Korpfjell, close to the maritime border with Russia, was billed as Norway’s most exciting exploration well in years. While partner Lundin Petroleum AB had talked of its billion-barrel potential, the well found only 6bn to 12bn cubic meters of gas, the equivalent of 40mn to 75mn barrels of oil, Stavanger, Norway-based Statoil said in a statement last week.
“We were trying to prove many hundreds of millions of barrels of oil – we didn’t do that,” Jez Averty, Statoil’s head of exploration in Norway and the UK, said in a phone interview. “But it’s far too early to write off the Barents sea southeast.”
Statoil plans to repeat this year’s drilling campaign, with another five wells in the Barents in 2018, including one in a deeper part of the Korpfjell structure, Averty said.
Still, the result is a blow to ambitions for the Barents Sea to arrest a decline in Norway’s crude output, which has dropped by half from a peak in 2000.
Lundin, which owns 15% of the Korpfjell license, plunged as much as 7.5% in Stockholm, the most in more than a year. Statoil, operator of the licence with a 30% stake, fell 1.4% in Oslo. Chevron Corp owns a 20% stake and ConocoPhillips 15%.
The Barents Sea is thought to hold as much as 65% of Norway’s undiscovered resources, and the Korpfjell well was part of a record exploration campaign in the Norwegian Arctic this year. Still, only one oil field has reached production so far, and explorers have yet to make billion-barrel finds like in the North Sea.

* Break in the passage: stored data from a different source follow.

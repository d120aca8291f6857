use arc_swap::ArcSwapOption;
use std::sync::atomic::{AtomicBool, Ordering};
use std::sync::{Arc, Mutex, PoisonError};
use tracing::info;

use super::core::{ApiConfig, ApiConfigOverrides, ReservedPath};

/// Outcome of applying a candidate configuration.
#[derive(Debug, Clone, Copy, PartialEq, Eq)]
pub enum ConfigChange {
    /// First configuration of this store
    Initialized,
    /// A different configuration replaced the stored one
    Reinitialized,
    /// Structurally identical to the stored configuration; nothing changed
    Unchanged,
}

/// Set-once flags guarding log lines that should appear once per configuration.
#[derive(Debug, Default)]
struct OneTimeFlags {
    open_api_json: AtomicBool,
    open_api_yaml: AtomicBool,
    swagger_ui: AtomicBool,
    docs_banner: AtomicBool,
}

impl OneTimeFlags {
    fn for_path(&self, reserved: ReservedPath) -> &AtomicBool {
        match reserved {
            ReservedPath::OpenApiJson => &self.open_api_json,
            ReservedPath::OpenApiYaml => &self.open_api_yaml,
            ReservedPath::SwaggerUi => &self.swagger_ui,
        }
    }
}

/// A committed configuration together with its one-time flags.
///
/// Replacing the configuration creates a new state, which is how the flags
/// reset.
#[derive(Debug)]
pub struct ConfigState {
    config: ApiConfig,
    generation: u64,
    flags: OneTimeFlags,
}

impl ConfigState {
    fn new(config: ApiConfig, generation: u64) -> Self {
        Self {
            config,
            generation,
            flags: OneTimeFlags::default(),
        }
    }

    #[must_use]
    pub fn config(&self) -> &ApiConfig {
        &self.config
    }

    /// Number of times the configuration has been committed (1 after the first apply).
    #[must_use]
    pub fn generation(&self) -> u64 {
        self.generation
    }

    /// Returns `true` exactly once per configuration and reserved path.
    pub fn first_reserved_path_warning(&self, reserved: ReservedPath) -> bool {
        !self.flags.for_path(reserved).swap(true, Ordering::AcqRel)
    }

    /// Returns `true` exactly once per configuration.
    pub fn first_docs_banner(&self) -> bool {
        !self.flags.docs_banner.swap(true, Ordering::AcqRel)
    }
}

/// Holder of the process-wide configuration.
///
/// Owned by the application's startup code and shared (`Arc<ConfigStore>`)
/// with every dispatcher. Reads are lock-free and always observe the latest
/// committed configuration; writes are serialized.
#[derive(Debug, Default)]
pub struct ConfigStore {
    state: ArcSwapOption<ConfigState>,
    write_lock: Mutex<()>,
}

impl ConfigStore {
    #[must_use]
    pub fn new() -> Self {
        Self::default()
    }

    /// Merge `candidate` over the defaults and commit it if it differs from
    /// the stored configuration.
    ///
    /// Hooks compare by identity, so re-applying a configuration built from
    /// the same hook handles is [`ConfigChange::Unchanged`].
    pub fn apply(&self, candidate: ApiConfigOverrides) -> ConfigChange {
        self.commit(ApiConfig::from_overrides(candidate), false).1
    }

    /// Commit `candidate` unconditionally, resetting one-time flags.
    pub fn reconfigure(&self, candidate: ApiConfigOverrides) -> ConfigChange {
        self.commit(ApiConfig::from_overrides(candidate), true).1
    }

    /// Latest committed state; applies the defaults if nothing was committed yet.
    pub fn current(&self) -> Arc<ConfigState> {
        if let Some(state) = self.state.load_full() {
            return state;
        }
        self.commit(ApiConfig::default(), false).0
    }

    #[must_use]
    pub fn is_initialized(&self) -> bool {
        self.state.load().is_some()
    }

    fn commit(&self, config: ApiConfig, force: bool) -> (Arc<ConfigState>, ConfigChange) {
        let _guard = self
            .write_lock
            .lock()
            .unwrap_or_else(PoisonError::into_inner);

        let previous = self.state.load_full();
        let change = match &previous {
            None => ConfigChange::Initialized,
            Some(state) if !force && state.config == config => {
                return (Arc::clone(state), ConfigChange::Unchanged);
            }
            Some(_) => ConfigChange::Reinitialized,
        };

        let generation = previous.as_ref().map_or(0, |s| s.generation) + 1;
        let state = Arc::new(ConfigState::new(config, generation));
        self.state.store(Some(Arc::clone(&state)));

        let config = state.config();
        match change {
            ConfigChange::Initialized => info!(
                open_api_json_path = %config.open_api_json_path,
                open_api_yaml_path = %config.open_api_yaml_path,
                swagger_ui_path = %config.swagger_ui_path,
                expose_open_api_spec = config.expose_open_api_spec,
                "restroute initialized"
            ),
            _ => info!(
                generation,
                open_api_json_path = %config.open_api_json_path,
                open_api_yaml_path = %config.open_api_yaml_path,
                swagger_ui_path = %config.swagger_ui_path,
                expose_open_api_spec = config.expose_open_api_spec,
                "restroute configuration changed, re-initializing"
            ),
        }

        (state, change)
    }
}

#[cfg(test)]
mod tests {
    use super::*;

    #[test]
    fn test_first_apply_initializes() {
        let store = ConfigStore::new();
        assert!(!store.is_initialized());
        assert_eq!(store.apply(ApiConfigOverrides::new()), ConfigChange::Initialized);
        assert!(store.is_initialized());
        assert_eq!(store.current().generation(), 1);
    }

    #[test]
    fn test_identical_apply_is_unchanged() {
        let store = ConfigStore::new();
        let overrides = ApiConfigOverrides::new()
            .with_swagger_ui_path("/docs")
            .with_error_handler(|_, res, _| res.send(500));
        assert_eq!(store.apply(overrides.clone()), ConfigChange::Initialized);
        assert_eq!(store.apply(overrides), ConfigChange::Unchanged);
        assert_eq!(store.current().generation(), 1);
    }

    #[test]
    fn test_different_apply_reinitializes_and_resets_flags() {
        let store = ConfigStore::new();
        store.apply(ApiConfigOverrides::new());
        let before = store.current();
        assert!(before.first_reserved_path_warning(ReservedPath::SwaggerUi));
        assert!(!before.first_reserved_path_warning(ReservedPath::SwaggerUi));
        assert!(before.first_docs_banner());

        let change = store.apply(ApiConfigOverrides::new().with_expose_open_api_spec(false));
        assert_eq!(change, ConfigChange::Reinitialized);

        let after = store.current();
        assert_eq!(after.generation(), 2);
        assert!(after.first_reserved_path_warning(ReservedPath::SwaggerUi));
        assert!(after.first_docs_banner());
    }

    #[test]
    fn test_fresh_hook_counts_as_change() {
        let store = ConfigStore::new();
        store.apply(ApiConfigOverrides::new().with_middleware(|_, _| Ok(serde_json::Value::Null)));
        let change =
            store.apply(ApiConfigOverrides::new().with_middleware(|_, _| Ok(serde_json::Value::Null)));
        assert_eq!(change, ConfigChange::Reinitialized);
    }

    #[test]
    fn test_reconfigure_always_replaces() {
        let store = ConfigStore::new();
        assert_eq!(store.reconfigure(ApiConfigOverrides::new()), ConfigChange::Initialized);
        assert_eq!(store.reconfigure(ApiConfigOverrides::new()), ConfigChange::Reinitialized);
        assert_eq!(store.current().generation(), 2);
    }

    #[test]
    fn test_current_applies_defaults_lazily() {
        let store = ConfigStore::new();
        let state = store.current();
        assert_eq!(state.config(), &ApiConfig::default());
        assert_eq!(store.apply(ApiConfigOverrides::new()), ConfigChange::Unchanged);
    }

    #[test]
    fn test_flags_are_independent_per_path() {
        let store = ConfigStore::new();
        let state = store.current();
        assert!(state.first_reserved_path_warning(ReservedPath::OpenApiJson));
        assert!(state.first_reserved_path_warning(ReservedPath::OpenApiYaml));
        assert!(!state.first_reserved_path_warning(ReservedPath::OpenApiJson));
    }
}
//! # `ConvNorm2d` Module
//!
//! A [`ConvNorm2d`] module is a [`Conv2d`] layer followed by a [`BatchNorm`] layer.
//!
//! Used directly for residual projections, and as the body of
//! [`crate::layers::blocks::cna::CNA2d`].

use crate::layers::layer_spec::LayerSpec;
use crate::utility::shape::{expect_window_output_resolution, maybe_window_output_resolution};
use bimm_contracts::{ShapeContract, run_every_nth, shape_contract};
use burn::config::Config;
use burn::module::Module;
use burn::nn::conv::{Conv2d, Conv2dConfig};
use burn::nn::{BatchNorm, BatchNormConfig, PaddingConfig2d};
use burn::prelude::{Backend, Tensor};

/// [`ConvNorm2d`] Meta.
pub trait ConvNorm2dMeta {
    /// Number of input channels.
    fn in_channels(&self) -> usize;

    /// Number of output channels.
    fn out_channels(&self) -> usize;

    /// Get the stride.
    fn stride(&self) -> [usize; 2];
}

/// [`ConvNorm2d`] Config.
///
/// The norm layer is always sized to the conv output channels.
#[derive(Config, Debug)]
pub struct ConvNorm2dConfig {
    /// The [`Conv2d`] config.
    pub conv: Conv2dConfig,
}

impl ConvNorm2dMeta for ConvNorm2dConfig {
    fn in_channels(&self) -> usize {
        self.conv.channels[0]
    }

    fn out_channels(&self) -> usize {
        self.conv.channels[1]
    }

    fn stride(&self) -> [usize; 2] {
        self.conv.stride
    }
}

impl From<Conv2dConfig> for ConvNorm2dConfig {
    fn from(conv: Conv2dConfig) -> Self {
        Self { conv }
    }
}

impl ConvNorm2dConfig {
    /// Symmetric padding of the conv.
    pub fn padding(&self) -> usize {
        match &self.conv.padding {
            PaddingConfig2d::Explicit(height, _) => *height,
            PaddingConfig2d::Same => self.conv.kernel_size[0] / 2,
            PaddingConfig2d::Valid => 0,
        }
    }

    /// Predict ``[out_height, out_width]`` for an input resolution.
    ///
    /// # Returns
    ///
    /// `Some([out_height, out_width])`; or `None` if the conv window does not fit.
    pub fn maybe_output_resolution(
        &self,
        input_resolution: [usize; 2],
    ) -> Option<[usize; 2]> {
        maybe_window_output_resolution(
            input_resolution,
            self.conv.kernel_size[0],
            self.conv.stride[0],
            self.padding(),
        )
    }

    /// Predict ``[out_height, out_width]`` for an input resolution.
    ///
    /// # Panics
    ///
    /// If the conv window does not fit the input.
    pub fn output_resolution(
        &self,
        input_resolution: [usize; 2],
    ) -> [usize; 2] {
        expect_window_output_resolution(
            input_resolution,
            self.conv.kernel_size[0],
            self.conv.stride[0],
            self.padding(),
        )
    }

    /// The conv and norm [`LayerSpec`]s.
    pub fn layer_specs(&self) -> Vec<LayerSpec> {
        vec![
            LayerSpec::from_conv2d(&self.conv),
            LayerSpec::BatchNorm2d {
                num_features: self.out_channels(),
            },
        ]
    }

    /// Initialize a [`ConvNorm2d`].
    pub fn init<B: Backend>(
        self,
        device: &B::Device,
    ) -> ConvNorm2d<B> {
        ConvNorm2d {
            norm: BatchNormConfig::new(self.out_channels()).init(device),
            conv: self.conv.init(device),
        }
    }
}

/// Grouped [`Conv2d`] and [`BatchNorm`] layer.
#[derive(Module, Debug)]
pub struct ConvNorm2d<B: Backend> {
    /// Internal Conv2d layer.
    pub conv: Conv2d<B>,

    /// Internal Norm Layer.
    pub norm: BatchNorm<B, 2>,
}

impl<B: Backend> ConvNorm2dMeta for ConvNorm2d<B> {
    fn in_channels(&self) -> usize {
        self.conv.weight.shape().dims[1] * self.conv.groups
    }

    fn out_channels(&self) -> usize {
        self.conv.weight.shape().dims[0]
    }

    fn stride(&self) -> [usize; 2] {
        self.conv.stride
    }
}

impl<B: Backend> ConvNorm2d<B> {
    /// Forward Pass.
    ///
    /// # Arguments
    ///
    /// - `input`: ``[batch, in_channels, in_height, in_width]``.
    ///
    /// # Returns
    ///
    /// ``[batch, out_channels, out_height, out_width]``
    pub fn forward(
        &self,
        input: Tensor<B, 4>,
    ) -> Tensor<B, 4> {
        static INPUT_CONTRACT: ShapeContract = shape_contract![
            "batch",
            "in_channels",
            "in_height",
            "in_width",
        ];
        let [batch] = INPUT_CONTRACT.unpack_shape(
            &input,
            &["batch"],
            &[("in_channels", self.in_channels())],
        );

        let x = self.conv.forward(input);
        let x = self.norm.forward(x);

        run_every_nth!({
            static OUTPUT_CONTRACT: ShapeContract = shape_contract![
                "batch",
                "out_channels",
                "out_height",
                "out_width",
            ];
            OUTPUT_CONTRACT.assert_shape(
                &x,
                &[("batch", batch), ("out_channels", self.out_channels())],
            );
        });

        x
    }
}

Korpfjell was highly anticipated as the first well to be drilled in the Barents Sea southeast, an area formerly disputed by Russia until the two countries struck a demarcation deal in 2010. Statoil described it as the biggest remaining structure known by geologists in open parts of the Norwegian continental shelf.
“More exploration will be needed to understand the potential of this area,” Lundin chief executive officer Alex Schneiter said in a statement. “The southern Barents Sea remains an exciting exploration area.”
Statoil’s failure to prove oil in the new part of the Barents Sea follows poor results elsewhere in the area this year as the company returned to the region for its first exploration campaign since disappointing efforts in 2014. The Songa Enabler rig will now move to the Koigen Central prospect to drill the last of five wells this year.
While the Korpfjell results were “another negative data point” for Statoil’s 2017 Barents campaign, Lundin’s share price reaction was “too severe,” Danske Bank analyst Anders Holte said in a note. Lundin has three exploration wells left in the Barents this year and investors should wait until passing judgment on its campaign, he said.
The disappointment comes amid a growing debate in Norway over the future of the oil industry and whether there will be demand for resources from the Arctic if the world is successful in reducing emissions to fight climate change. The issue has become the focus of increasing attention in the campaign ahead of parliamentary elections on Sept. 11, with several parties arguing Norway should gradually scale down exploration and production.
Greenpeace activists this month staged a protest close to the Enabler rig at Korpfjell, which is the northernmost well drilled off Norway. The protesters, who were towed away by police, argue Norwegian authorities are allowing drilling too close to the edge of the Polar ice cap.